Dataset items

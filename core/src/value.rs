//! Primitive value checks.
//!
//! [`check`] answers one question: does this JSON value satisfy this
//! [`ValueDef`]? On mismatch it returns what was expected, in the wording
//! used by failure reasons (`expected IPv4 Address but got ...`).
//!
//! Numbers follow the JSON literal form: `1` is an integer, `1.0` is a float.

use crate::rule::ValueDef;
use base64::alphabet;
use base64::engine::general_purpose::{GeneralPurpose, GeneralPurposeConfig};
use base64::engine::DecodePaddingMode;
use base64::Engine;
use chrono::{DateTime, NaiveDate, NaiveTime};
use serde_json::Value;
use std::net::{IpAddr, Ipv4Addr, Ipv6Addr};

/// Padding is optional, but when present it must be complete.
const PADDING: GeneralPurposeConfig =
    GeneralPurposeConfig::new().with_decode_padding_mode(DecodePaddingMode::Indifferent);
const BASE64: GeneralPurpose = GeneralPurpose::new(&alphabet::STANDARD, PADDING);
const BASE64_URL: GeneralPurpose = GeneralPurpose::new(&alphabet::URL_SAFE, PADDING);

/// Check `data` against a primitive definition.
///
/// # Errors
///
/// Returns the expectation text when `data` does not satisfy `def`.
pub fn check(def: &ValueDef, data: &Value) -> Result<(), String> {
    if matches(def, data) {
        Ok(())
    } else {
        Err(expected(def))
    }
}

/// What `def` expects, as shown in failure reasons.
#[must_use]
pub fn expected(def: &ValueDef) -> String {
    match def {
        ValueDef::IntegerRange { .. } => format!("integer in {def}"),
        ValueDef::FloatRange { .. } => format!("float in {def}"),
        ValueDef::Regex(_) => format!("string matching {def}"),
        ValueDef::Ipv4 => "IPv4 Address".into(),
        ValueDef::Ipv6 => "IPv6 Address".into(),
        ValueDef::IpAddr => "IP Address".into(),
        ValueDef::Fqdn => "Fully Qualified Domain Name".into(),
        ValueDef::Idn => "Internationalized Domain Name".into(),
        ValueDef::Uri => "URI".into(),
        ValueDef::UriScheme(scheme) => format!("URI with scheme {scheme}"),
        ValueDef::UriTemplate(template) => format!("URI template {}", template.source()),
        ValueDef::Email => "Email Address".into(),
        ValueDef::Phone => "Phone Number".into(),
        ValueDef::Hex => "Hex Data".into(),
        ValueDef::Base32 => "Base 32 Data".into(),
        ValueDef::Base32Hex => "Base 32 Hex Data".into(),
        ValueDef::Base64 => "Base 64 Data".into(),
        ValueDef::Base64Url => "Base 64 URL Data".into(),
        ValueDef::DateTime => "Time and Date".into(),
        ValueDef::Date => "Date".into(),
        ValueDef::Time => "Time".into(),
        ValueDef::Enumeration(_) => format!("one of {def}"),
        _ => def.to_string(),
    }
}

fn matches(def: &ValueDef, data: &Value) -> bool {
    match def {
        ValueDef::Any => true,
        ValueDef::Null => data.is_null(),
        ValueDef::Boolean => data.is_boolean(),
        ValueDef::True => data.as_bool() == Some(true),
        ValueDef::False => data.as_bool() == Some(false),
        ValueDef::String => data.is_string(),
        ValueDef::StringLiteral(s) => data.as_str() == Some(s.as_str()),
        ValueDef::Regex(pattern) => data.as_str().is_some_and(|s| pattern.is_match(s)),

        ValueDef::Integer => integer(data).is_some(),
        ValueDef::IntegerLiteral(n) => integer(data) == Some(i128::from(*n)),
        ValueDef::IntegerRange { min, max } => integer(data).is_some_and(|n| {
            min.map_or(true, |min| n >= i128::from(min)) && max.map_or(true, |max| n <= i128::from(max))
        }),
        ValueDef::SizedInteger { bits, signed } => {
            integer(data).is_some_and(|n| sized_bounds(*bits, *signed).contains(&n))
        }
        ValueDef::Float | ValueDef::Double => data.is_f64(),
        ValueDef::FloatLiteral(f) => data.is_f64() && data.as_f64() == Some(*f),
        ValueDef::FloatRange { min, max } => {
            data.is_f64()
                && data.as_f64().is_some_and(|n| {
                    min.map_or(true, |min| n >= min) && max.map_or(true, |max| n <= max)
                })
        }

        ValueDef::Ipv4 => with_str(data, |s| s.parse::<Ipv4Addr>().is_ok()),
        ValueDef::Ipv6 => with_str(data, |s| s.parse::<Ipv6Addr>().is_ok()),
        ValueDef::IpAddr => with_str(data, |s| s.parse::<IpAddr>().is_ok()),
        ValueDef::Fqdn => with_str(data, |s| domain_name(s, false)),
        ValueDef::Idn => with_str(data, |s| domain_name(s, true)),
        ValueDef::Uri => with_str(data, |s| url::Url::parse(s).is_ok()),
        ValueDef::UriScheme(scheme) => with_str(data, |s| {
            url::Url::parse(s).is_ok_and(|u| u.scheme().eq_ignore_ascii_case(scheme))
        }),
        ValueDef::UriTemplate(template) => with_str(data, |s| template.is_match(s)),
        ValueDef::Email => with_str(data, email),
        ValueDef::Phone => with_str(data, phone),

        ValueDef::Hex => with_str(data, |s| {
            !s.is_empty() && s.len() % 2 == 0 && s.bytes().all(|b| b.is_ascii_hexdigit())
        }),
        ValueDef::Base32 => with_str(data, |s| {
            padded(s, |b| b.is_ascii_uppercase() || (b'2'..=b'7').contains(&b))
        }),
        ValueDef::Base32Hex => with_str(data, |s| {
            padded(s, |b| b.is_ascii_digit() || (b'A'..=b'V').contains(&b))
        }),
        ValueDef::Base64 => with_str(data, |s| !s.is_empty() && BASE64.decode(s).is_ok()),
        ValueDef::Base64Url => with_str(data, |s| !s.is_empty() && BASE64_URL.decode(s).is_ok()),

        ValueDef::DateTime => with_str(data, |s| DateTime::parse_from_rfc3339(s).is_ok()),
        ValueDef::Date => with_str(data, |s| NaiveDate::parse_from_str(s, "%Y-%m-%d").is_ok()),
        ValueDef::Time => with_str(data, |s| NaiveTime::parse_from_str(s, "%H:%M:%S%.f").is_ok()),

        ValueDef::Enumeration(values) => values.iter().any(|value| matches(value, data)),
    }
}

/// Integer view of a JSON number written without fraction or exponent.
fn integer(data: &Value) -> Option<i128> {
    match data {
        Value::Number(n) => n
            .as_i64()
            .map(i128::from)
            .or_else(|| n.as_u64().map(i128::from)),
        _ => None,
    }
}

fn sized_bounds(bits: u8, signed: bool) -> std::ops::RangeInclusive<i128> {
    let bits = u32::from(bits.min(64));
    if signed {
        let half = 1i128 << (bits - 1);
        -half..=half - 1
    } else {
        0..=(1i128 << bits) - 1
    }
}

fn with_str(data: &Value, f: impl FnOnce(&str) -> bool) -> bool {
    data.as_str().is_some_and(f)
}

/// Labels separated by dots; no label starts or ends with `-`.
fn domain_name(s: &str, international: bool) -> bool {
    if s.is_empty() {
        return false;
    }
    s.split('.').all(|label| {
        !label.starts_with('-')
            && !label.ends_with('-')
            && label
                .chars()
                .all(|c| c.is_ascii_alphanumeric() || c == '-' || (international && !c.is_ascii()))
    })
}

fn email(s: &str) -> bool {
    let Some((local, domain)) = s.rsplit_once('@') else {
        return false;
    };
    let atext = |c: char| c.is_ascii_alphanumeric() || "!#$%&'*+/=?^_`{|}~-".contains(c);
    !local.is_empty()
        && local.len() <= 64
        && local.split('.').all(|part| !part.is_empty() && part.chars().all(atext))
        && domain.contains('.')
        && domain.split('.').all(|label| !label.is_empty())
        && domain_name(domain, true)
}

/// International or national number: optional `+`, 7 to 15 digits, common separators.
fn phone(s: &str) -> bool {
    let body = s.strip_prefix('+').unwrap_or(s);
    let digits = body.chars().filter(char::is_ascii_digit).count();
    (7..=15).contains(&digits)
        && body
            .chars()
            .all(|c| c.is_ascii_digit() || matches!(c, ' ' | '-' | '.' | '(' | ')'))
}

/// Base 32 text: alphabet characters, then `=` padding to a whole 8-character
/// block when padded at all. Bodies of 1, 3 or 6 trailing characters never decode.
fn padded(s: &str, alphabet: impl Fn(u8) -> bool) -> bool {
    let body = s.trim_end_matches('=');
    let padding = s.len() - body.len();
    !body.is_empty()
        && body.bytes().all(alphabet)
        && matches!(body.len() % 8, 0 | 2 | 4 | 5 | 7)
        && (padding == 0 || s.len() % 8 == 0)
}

EXERCISE
Please return all lines from the records that hold the word "bits".

REPLY
        ValueDef::SizedInteger { bits, signed } => {
            integer(data).is_some_and(|n| sized_bounds(*bits, *signed).contains(&n))
fn sized_bounds(bits: u8, signed: bool) -> std::ops::RangeInclusive<i128> {
    let bits = u32::from(bits.min(64));
        let half = 1i128 << (bits - 1);
        0..=(1i128 << bits) - 1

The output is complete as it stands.